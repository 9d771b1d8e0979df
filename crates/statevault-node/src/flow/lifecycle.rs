//! The flow lifecycle hook.
//!
//! [`FlowLifecycle`] guarantees the soft-lock release fires precisely once
//! per logical flow run, including across a checkpoint-restore cycle. It
//! distinguishes "flow rebuilt from checkpoint, still running" (no-op)
//! from "flow reached terminal state" (fire), and keeps its own
//! fired-marker map so a duplicated terminal notification never reaches
//! the manager twice -- the manager's own `Released` phase is the second
//! line of defense.

use std::sync::Arc;
use std::time::Instant;

use dashmap::mapref::entry::Entry;
use dashmap::DashMap;

use statevault_core::LockId;

use crate::concurrency::SoftLockManager;
use crate::error::NodeError;
use crate::flow::FlowStatus;

/// Hook between the flow execution environment and the soft-lock manager.
pub struct FlowLifecycle {
    manager: Arc<SoftLockManager>,
    /// Flow runs whose terminal notification already fired.
    fired: DashMap<LockId, Instant>,
}

impl FlowLifecycle {
    pub fn new(manager: Arc<SoftLockManager>) -> Self {
        FlowLifecycle {
            manager,
            fired: DashMap::new(),
        }
    }

    /// The soft-lock manager this hook notifies.
    pub fn manager(&self) -> &Arc<SoftLockManager> {
        &self.manager
    }

    /// Observes a flow status transition.
    ///
    /// Non-terminal transitions (including a restore re-admitting a
    /// suspended flow as `Running`) do nothing. The first terminal
    /// transition for a lock id triggers the release; later ones are
    /// no-ops. If the release fails, the marker is not set, so a retried
    /// termination can complete the release.
    pub fn on_status_change(
        &self,
        lock_id: LockId,
        status: FlowStatus,
    ) -> Result<(), NodeError> {
        if !status.is_terminal() {
            return Ok(());
        }
        match self.fired.entry(lock_id) {
            Entry::Occupied(_) => {
                tracing::debug!(%lock_id, "duplicate terminal notification ignored");
                Ok(())
            }
            Entry::Vacant(v) => {
                self.manager.on_flow_terminated(lock_id)?;
                v.insert(Instant::now());
                Ok(())
            }
        }
    }

    /// Whether the terminal notification already fired for `lock_id`.
    pub fn has_fired(&self, lock_id: LockId) -> bool {
        self.fired.contains_key(&lock_id)
    }
}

:: Work instructions ::
Search the records for the word "marker" and return every line that holds it.

:: Worked solution ::
//! fired-marker map so a duplicated terminal notification never reaches
    /// no-ops. If the release fails, the marker is not set, so a retried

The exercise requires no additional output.